Extracted records
+++

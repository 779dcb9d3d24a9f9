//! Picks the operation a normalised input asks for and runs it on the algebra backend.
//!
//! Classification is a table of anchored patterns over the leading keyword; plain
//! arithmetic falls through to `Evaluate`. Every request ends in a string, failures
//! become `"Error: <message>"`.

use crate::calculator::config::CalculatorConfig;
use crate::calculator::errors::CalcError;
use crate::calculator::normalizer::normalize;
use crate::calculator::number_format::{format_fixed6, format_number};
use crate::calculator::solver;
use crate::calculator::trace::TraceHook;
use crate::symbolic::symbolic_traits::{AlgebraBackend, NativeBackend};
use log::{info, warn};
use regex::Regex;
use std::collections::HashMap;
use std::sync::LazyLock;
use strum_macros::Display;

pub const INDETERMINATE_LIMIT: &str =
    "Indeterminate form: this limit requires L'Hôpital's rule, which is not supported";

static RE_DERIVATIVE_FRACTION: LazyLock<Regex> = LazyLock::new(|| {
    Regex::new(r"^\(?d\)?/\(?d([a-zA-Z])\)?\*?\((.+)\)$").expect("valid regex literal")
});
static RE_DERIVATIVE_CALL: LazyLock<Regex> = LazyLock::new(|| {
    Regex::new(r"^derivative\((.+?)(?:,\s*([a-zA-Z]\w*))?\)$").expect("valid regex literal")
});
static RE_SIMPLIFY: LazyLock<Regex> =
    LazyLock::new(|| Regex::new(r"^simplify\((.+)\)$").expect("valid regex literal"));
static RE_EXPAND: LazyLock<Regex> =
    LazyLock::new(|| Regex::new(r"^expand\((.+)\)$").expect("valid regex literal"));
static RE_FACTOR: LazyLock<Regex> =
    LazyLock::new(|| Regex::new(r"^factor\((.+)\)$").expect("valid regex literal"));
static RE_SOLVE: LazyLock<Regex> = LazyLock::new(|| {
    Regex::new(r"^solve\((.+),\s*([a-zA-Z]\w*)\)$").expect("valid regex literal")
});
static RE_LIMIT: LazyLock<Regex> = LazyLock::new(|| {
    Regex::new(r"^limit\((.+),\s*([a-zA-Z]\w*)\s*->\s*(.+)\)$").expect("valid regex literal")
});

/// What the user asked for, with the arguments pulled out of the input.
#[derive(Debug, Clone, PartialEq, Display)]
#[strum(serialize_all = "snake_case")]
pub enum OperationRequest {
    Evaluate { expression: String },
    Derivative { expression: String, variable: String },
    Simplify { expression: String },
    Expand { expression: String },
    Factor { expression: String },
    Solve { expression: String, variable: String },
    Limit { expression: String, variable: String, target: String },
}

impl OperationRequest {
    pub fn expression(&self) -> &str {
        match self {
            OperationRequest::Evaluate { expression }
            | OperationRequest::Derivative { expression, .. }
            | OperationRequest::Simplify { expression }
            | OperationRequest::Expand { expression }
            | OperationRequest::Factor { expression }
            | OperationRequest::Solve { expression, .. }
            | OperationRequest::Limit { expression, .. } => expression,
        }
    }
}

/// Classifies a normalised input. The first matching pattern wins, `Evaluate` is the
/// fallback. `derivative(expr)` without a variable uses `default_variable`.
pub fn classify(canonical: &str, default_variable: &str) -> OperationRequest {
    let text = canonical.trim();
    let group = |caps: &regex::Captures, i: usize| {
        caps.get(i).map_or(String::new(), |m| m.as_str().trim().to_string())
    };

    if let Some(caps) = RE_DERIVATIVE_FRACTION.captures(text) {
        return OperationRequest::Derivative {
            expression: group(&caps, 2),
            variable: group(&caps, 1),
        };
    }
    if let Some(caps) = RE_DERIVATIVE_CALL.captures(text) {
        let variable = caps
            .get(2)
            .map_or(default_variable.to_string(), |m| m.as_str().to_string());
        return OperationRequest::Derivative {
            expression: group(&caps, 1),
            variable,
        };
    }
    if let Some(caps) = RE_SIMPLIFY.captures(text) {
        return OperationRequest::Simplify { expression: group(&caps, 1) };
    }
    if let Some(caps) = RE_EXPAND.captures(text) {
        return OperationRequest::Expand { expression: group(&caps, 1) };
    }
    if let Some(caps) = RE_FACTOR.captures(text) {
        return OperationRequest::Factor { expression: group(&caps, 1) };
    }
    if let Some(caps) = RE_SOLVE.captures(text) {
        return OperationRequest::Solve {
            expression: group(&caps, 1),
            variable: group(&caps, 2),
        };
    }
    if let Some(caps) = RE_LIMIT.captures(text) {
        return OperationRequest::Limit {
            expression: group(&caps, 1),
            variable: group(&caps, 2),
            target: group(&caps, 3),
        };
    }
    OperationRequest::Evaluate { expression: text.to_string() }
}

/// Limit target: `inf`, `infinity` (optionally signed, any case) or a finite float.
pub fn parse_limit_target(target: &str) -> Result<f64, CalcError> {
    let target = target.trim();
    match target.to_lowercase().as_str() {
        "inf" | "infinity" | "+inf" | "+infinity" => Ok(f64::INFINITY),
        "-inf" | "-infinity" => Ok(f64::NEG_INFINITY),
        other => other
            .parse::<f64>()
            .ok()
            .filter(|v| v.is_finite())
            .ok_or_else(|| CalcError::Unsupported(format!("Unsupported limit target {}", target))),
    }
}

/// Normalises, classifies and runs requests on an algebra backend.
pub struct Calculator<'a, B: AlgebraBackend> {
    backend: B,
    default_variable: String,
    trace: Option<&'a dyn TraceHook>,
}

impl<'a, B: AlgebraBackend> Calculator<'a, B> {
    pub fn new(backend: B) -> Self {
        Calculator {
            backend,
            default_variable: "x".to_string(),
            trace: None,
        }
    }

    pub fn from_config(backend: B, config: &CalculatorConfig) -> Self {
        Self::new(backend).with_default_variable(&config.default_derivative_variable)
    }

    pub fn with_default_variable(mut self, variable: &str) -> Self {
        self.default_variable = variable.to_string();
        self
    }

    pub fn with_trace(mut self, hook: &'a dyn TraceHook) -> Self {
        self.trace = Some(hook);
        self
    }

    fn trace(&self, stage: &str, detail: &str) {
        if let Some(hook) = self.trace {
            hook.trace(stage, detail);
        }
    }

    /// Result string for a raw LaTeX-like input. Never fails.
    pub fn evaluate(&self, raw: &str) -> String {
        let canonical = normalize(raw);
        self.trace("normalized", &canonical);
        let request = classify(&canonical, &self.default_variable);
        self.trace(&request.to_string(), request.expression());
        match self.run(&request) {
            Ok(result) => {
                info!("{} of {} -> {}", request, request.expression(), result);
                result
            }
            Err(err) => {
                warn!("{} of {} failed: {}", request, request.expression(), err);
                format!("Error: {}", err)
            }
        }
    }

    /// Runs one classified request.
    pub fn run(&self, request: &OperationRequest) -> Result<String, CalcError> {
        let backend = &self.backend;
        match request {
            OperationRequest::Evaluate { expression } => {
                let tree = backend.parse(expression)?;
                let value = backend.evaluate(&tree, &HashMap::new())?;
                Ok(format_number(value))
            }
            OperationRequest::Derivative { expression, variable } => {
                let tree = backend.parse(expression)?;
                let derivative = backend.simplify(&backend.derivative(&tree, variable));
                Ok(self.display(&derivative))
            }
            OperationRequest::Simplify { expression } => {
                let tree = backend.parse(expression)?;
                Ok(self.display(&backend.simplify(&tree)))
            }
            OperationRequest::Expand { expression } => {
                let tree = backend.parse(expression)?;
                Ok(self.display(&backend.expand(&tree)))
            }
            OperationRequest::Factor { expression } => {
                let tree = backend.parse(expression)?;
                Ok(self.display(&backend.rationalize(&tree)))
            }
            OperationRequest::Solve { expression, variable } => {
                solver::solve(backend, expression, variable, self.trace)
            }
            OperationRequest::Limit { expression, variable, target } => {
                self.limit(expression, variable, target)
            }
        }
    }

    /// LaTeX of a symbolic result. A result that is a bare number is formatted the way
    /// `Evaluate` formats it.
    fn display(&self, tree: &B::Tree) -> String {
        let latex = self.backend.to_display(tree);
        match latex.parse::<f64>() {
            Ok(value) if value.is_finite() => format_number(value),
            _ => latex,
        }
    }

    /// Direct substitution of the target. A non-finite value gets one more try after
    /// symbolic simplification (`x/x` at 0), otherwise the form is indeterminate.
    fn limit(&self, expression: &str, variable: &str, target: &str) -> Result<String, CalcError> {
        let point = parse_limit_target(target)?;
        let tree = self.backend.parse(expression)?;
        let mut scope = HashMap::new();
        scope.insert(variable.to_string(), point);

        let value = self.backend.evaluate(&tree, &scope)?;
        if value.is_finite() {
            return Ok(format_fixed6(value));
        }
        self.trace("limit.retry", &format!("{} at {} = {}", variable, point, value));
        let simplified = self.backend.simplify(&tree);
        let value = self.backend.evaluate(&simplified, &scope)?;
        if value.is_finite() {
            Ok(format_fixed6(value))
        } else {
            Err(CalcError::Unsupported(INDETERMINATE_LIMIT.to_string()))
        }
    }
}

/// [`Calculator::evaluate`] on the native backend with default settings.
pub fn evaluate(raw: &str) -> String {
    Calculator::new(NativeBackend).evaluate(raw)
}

+++

# What is required
Exactly the lines from the one containing "let simplified = self.backend.simplify(&tree);" to the last line of the entries above must be duplicated, with both of those lines included and nothing more.

# Exercise result
        let simplified = self.backend.simplify(&tree);
        let value = self.backend.evaluate(&simplified, &scope)?;
        if value.is_finite() {
            Ok(format_fixed6(value))
        } else {
            Err(CalcError::Unsupported(INDETERMINATE_LIMIT.to_string()))
        }
    }
}

/// [`Calculator::evaluate`] on the native backend with default settings.
pub fn evaluate(raw: &str) -> String {
    Calculator::new(NativeBackend).evaluate(raw)
}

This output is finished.